Statement on Monetary Policy – May 2016 5. Price and Wage Developments
Recent Developments in Inflation
Inflation was low in the March quarter. Measures of underlying inflation declined to a little less than ¼ per cent in the March quarter, to be around 1½ per cent over the year (Table 5.1 and Graph 5.1). The headline consumer price index (CPI) fell by 0.1 per cent (in seasonally adjusted terms) to be 1.3 per cent higher over the year, partly reflecting a decline in fuel prices (Graph 5.2). The March quarter inflation data were lower than the forecast in the February Statement. Although some temporary factors contributed to the low result, the data indicate that there has been broad-based weakness in domestic cost pressures, reflecting low wage growth, heightened retail competition, softer conditions in rental and housing construction markets and declines in the cost of business inputs such as fuel and utilities. This has been partly offset by some upward pressure on the prices of tradable items following the depreciation of the Australian dollar over the past few years.
Non-tradables inflation declined further in the March quarter and, in year-ended terms, was around its lowest level since the late 1990s (Graph 5.3). Most components of non-tradables inflation were well below their inflation-targeting averages. Market services inflation was particularly low, consistent with low growth in unit labour costs (Graph 5.4). Residential rent inflation was also very low across capital cities (Graph 5.5). Inflation in the cost of new dwellings has also declined over the past few quarters, following a period of higher inflation. Outcomes for housing inflation (including rents and the cost of new dwellings) have been particularly low in Perth, consistent with weaker demand for housing following the end of the mining investment boom and the large fall in commodity prices over recent years. Inflation in items with administered prices was also low in the quarter; urban transport fares, education and pharmaceutical prices all declined (in seasonally adjusted terms), in part due to temporary factors.
The prices of tradable items (excluding volatile items and tobacco) were little changed in the March quarter and were 0.5 per cent higher over the year. The final prices of tradable items are influenced by external factors as they are exposed to international trade via imports and exports. The substantial depreciation of the exchange rate over the past few years has increased import and export prices in Australian dollar terms, placing upward pressure on the final prices of tradable items (Graph 5.6). On the other hand, low wage growth and heightened retail competition have placed downward pressure on retail prices. The net effect has been subdued inflation in consumer durables, following price falls for several years, and continued subdued inflation in food and alcohol (Graph 5.7).
Labour Costs
Labour cost pressures remain weak. The wage price index (WPI) increased by 0.5 per cent in the December quarter, to be 2.2 per cent higher over the year (Graph 5.8). Average earnings per hour from the national accounts (AENA) – which captures a broader range of payments to labour as well as the effect of changes in the composition of employment – declined in the December quarter and was little changed over the year. This growth is comparable to the period of weakness in the early to mid 1990s at a time of considerably higher unemployment.

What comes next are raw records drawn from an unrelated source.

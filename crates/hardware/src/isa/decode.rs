//! Instruction Decoder.
//!
//! Decoding is total: the opcode field is two bits wide and all four values
//! are defined, so every byte is some valid instruction.

use crate::isa::instruction::{
    DEST_SHIFT, FIELD_MASK, Instruction, InstructionBits, OPCODE_SHIFT, SRC1_SHIFT, SRC2_SHIFT,
};

/// Decodes an instruction byte into its fields.
///
/// # Arguments
///
/// * `raw` - The instruction byte fetched from memory.
pub fn decode(raw: u8) -> Instruction {
    Instruction {
        opcode: raw.opcode(),
        dest: raw.dest(),
        src1: raw.src1(),
        src2: raw.src2(),
    }
}

/// Packs an instruction back into its byte encoding.
///
/// `encode(&decode(b)) == b` for every byte `b`.
pub const fn encode(inst: &Instruction) -> u8 {
    (inst.opcode.bits() << OPCODE_SHIFT)
        | ((inst.dest & FIELD_MASK) << DEST_SHIFT)
        | ((inst.src1 & FIELD_MASK) << SRC1_SHIFT)
        | ((inst.src2 & FIELD_MASK) << SRC2_SHIFT)
}
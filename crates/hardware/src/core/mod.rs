//! Machine core.
//!
//! 1. **Architectural State:** Register file and byte-addressed memory.
//! 2. **Functional Units:** The ALU that computes instruction results.
//! 3. **CPU:** The execution engine, undo history, and renderer snapshot.

/// Architectural state (registers, memory).
pub mod arch;

/// Execution engine and history.
pub mod cpu;

/// Functional units.
pub mod units;

pub use cpu::{Cpu, EngineState, Snapshot};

Growth in AENA has been much weaker than WPI growth over the past year, as was the case in previous episodes of declining wage growth. Most of the decline in earnings growth of late appears to have been driven by changes that are occurring within industries, rather than shifts in employment between industries. One factor contributing to this is the movement of some workers from high-paying jobs in mining-related activities to similar work in lower-paying positions in the non-mining economy. For example, liaison suggests that many workers employed in construction during the investment phase of the mining boom have returned to jobs in civil and residential construction at lower wage rates. In addition, liaison suggests that spare capacity in the labour market more generally is allowing firms to replace workers who leave their jobs with new employees on lower salaries, while promotion rates may also be below average. Low growth in AENA may also reflect changes in non-wage payments. For example, liaison suggests that firms have been able to reduce allowances for travel and accommodation.
Wage growth is low in all states and industries (see ‘Box B: Wage Developments by Industry’ for further detail). Nevertheless, the largest declines in wage growth over recent years have taken place in the mining states, where wage growth had previously been above the national average for some time (Graph 5.9). AENA has fallen more sharply relative to the WPI in the mining states, consistent with compositional change in employment and weakness in non-wage payments being most pronounced in those states.

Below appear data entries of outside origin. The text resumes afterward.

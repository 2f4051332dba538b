//! Machine-wide constants.

/// Number of addressable memory cells. Addresses are a single byte.
pub const MEMORY_SIZE: usize = 256;

/// Highest valid memory address; the program counter never advances past it.
pub const LAST_ADDRESS: u8 = u8::MAX;

/// Registers addressable by the 2-bit register selector fields.
pub const MAX_REGISTERS: usize = 4;

/// Register count used when none is configured.
pub const DEFAULT_REGISTER_COUNT: usize = MAX_REGISTERS;

/// Delay between automatic steps while the engine is running, in milliseconds.
pub const DEFAULT_RUN_INTERVAL_MS: u64 = 100;

/// Assembly directive that moves the emission address.
pub const ORIGIN_DIRECTIVE: &str = ".orig";

/// Prefix marking a register operand in assembly text.
pub const REGISTER_MARKER: char = '$';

Low wage growth is consistent with a degree of spare capacity in the labour market. However, wage growth has been lower than implied by its historical relationship with the unemployment rate. Several factors may have contributed to this, including the decline in inflation expectations over recent years and the significant fall in the terms of trade, which implies a decline in national income.[1] Increased labour market flexibility over the past few decades may have also provided firms with greater scope to adjust wages in response to a given change in demand for their goods and services. Moreover, low wage growth has been evident in a range of advanced economies, even where unemployment rates have fallen significantly (see ‘International Economic Developments’ chapter).
Firms' unit labour costs have been little changed for around four years, as any growth in average earnings per hour has been broadly matched by growth in labour productivity (output per hour worked). Together with the depreciation of the nominal exchange rate over recent years, low unit labour cost growth is helping to improve the international competiveness of Australia's labour, following a period of relatively strong growth in unit labour costs.

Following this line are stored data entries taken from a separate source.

//! Configuration for the debugger.
//!
//! This module defines the configuration structures used to parameterize
//! the machine and its run driver. It provides:
//! 1. **Defaults:** Baseline register count and run cadence.
//! 2. **Structures:** `general` (machine shape, tracing) and `run` (auto-step cadence) sections.
//! 3. **Validation:** Rejects register counts the 2-bit selectors cannot address.
//!
//! Configuration is supplied as JSON; every field is optional.

use std::time::Duration;

use serde::Deserialize;

use crate::common::constants::{DEFAULT_REGISTER_COUNT, DEFAULT_RUN_INTERVAL_MS, MAX_REGISTERS};
use crate::common::error::ConfigError;

/// Root configuration.
///
/// # Examples
///
/// ```
/// use alusim_core::config::Config;
///
/// let json = r#"{
///     "general": { "register_count": 2, "trace_instructions": true },
///     "run": { "interval_ms": 25 }
/// }"#;
///
/// let config = Config::from_json(json).unwrap();
/// assert_eq!(config.general.register_count, 2);
/// assert!(config.general.trace_instructions);
/// assert_eq!(config.run.interval_ms, 25);
/// ```
#[derive(Debug, Clone, Default, PartialEq, Eq, Deserialize)]
pub struct Config {
    /// Machine shape and tracing
    #[serde(default)]
    pub general: GeneralConfig,
    /// Run driver cadence
    #[serde(default)]
    pub run: RunConfig,
}

impl Config {
    /// Parses and validates a JSON configuration.
    ///
    /// # Errors
    ///
    /// Returns [`ConfigError::Parse`] for malformed JSON and the validation
    /// errors of [`Config::validate`].
    pub fn from_json(json: &str) -> Result<Self, ConfigError> {
        let config: Self = serde_json::from_str(json)?;
        config.validate()?;
        Ok(config)
    }

    /// Checks value ranges.
    ///
    /// # Errors
    ///
    /// * [`ConfigError::InvalidRegisterCount`] unless `1 <= register_count <= 4`.
    /// * [`ConfigError::InvalidInterval`] if `interval_ms` is zero.
    pub const fn validate(&self) -> Result<(), ConfigError> {
        let count = self.general.register_count;
        if count == 0 || count > MAX_REGISTERS {
            return Err(ConfigError::InvalidRegisterCount(count));
        }
        if self.run.interval_ms == 0 {
            return Err(ConfigError::InvalidInterval);
        }
        Ok(())
    }
}

/// Machine shape and diagnostics.
#[derive(Debug, Clone, PartialEq, Eq, Deserialize)]
pub struct GeneralConfig {
    /// Number of registers (1-4)
    #[serde(default = "GeneralConfig::default_register_count")]
    pub register_count: usize,

    /// Log every retired instruction at info level
    #[serde(default)]
    pub trace_instructions: bool,
}

impl GeneralConfig {
    const fn default_register_count() -> usize {
        DEFAULT_REGISTER_COUNT
    }
}

impl Default for GeneralConfig {
    fn default() -> Self {
        Self {
            register_count: DEFAULT_REGISTER_COUNT,
            trace_instructions: false,
        }
    }
}

/// Timed run settings.
#[derive(Debug, Clone, PartialEq, Eq, Deserialize)]
pub struct RunConfig {
    /// Delay between automatic steps in milliseconds
    #[serde(default = "RunConfig::default_interval_ms")]
    pub interval_ms: u64,
}

impl RunConfig {
    const fn default_interval_ms() -> u64 {
        DEFAULT_RUN_INTERVAL_MS
    }

    /// The step interval as a [`Duration`].
    pub const fn interval(&self) -> Duration {
        Duration::from_millis(self.interval_ms)
    }
}

impl Default for RunConfig {
    fn default() -> Self {
        Self {
            interval_ms: DEFAULT_RUN_INTERVAL_MS,
        }
    }
}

While low wage growth has directly contributed to low growth in household disposable income, lower growth in labour costs may have encouraged firms to employ more people than otherwise, thereby supporting growth in overall household spending. Growth in total compensation of employees – which reflects growth in both earnings and the number of employees – has picked up to around its long-run average in New South Wales and Victoria over the past year (Graph 5.10). In contrast, compensation of employees declined in Western Australia over 2015, after growing strongly during the mining investment boom, and growth has been low in the other states over recent years.
A broader indicator of living standards is net national disposable income (NNDI) per capita. This takes into account changes to national income due to movements in labour productivity, the terms of trade, depreciation of the capital stock and the share of the population in paid employment. NNDI per capita has declined over recent years, after growing relatively strongly during the terms of trade boom (Graph 5.11). The effect of the sharp fall in the terms of trade over 2015 was offset to some extent by an increase in hours worked as the employment-to-population ratio rose, while labour productivity was little changed.
Inflation Expectations
Measures of inflation expectations – from consumers, market economists, union officials and inflation swaps – remain below average (Graph 5.12 and Graph 5.13).[2] Long-term financial market measures of inflation expectations have declined noticeably over the past few months, although they may have been affected by other developments in financial markets. The expectations of consumers and market economists have been little changed over the past year or so. Unions' short-term inflation expectations have declined of late, but their longer-term expectations remain anchored at 2½ per cent. Inflation expectations in Australia have not fallen to the same extent as they have in a range of other advanced economies (see ‘International Economic Developments’ chapter).
Footnotes
For a more detailed discussion of these factors, see Jacobs D and A Rush (2015), ‘Why is Wage Growth So Low?’, RBA Bulletin, June Quarter, pp 9–18. [1]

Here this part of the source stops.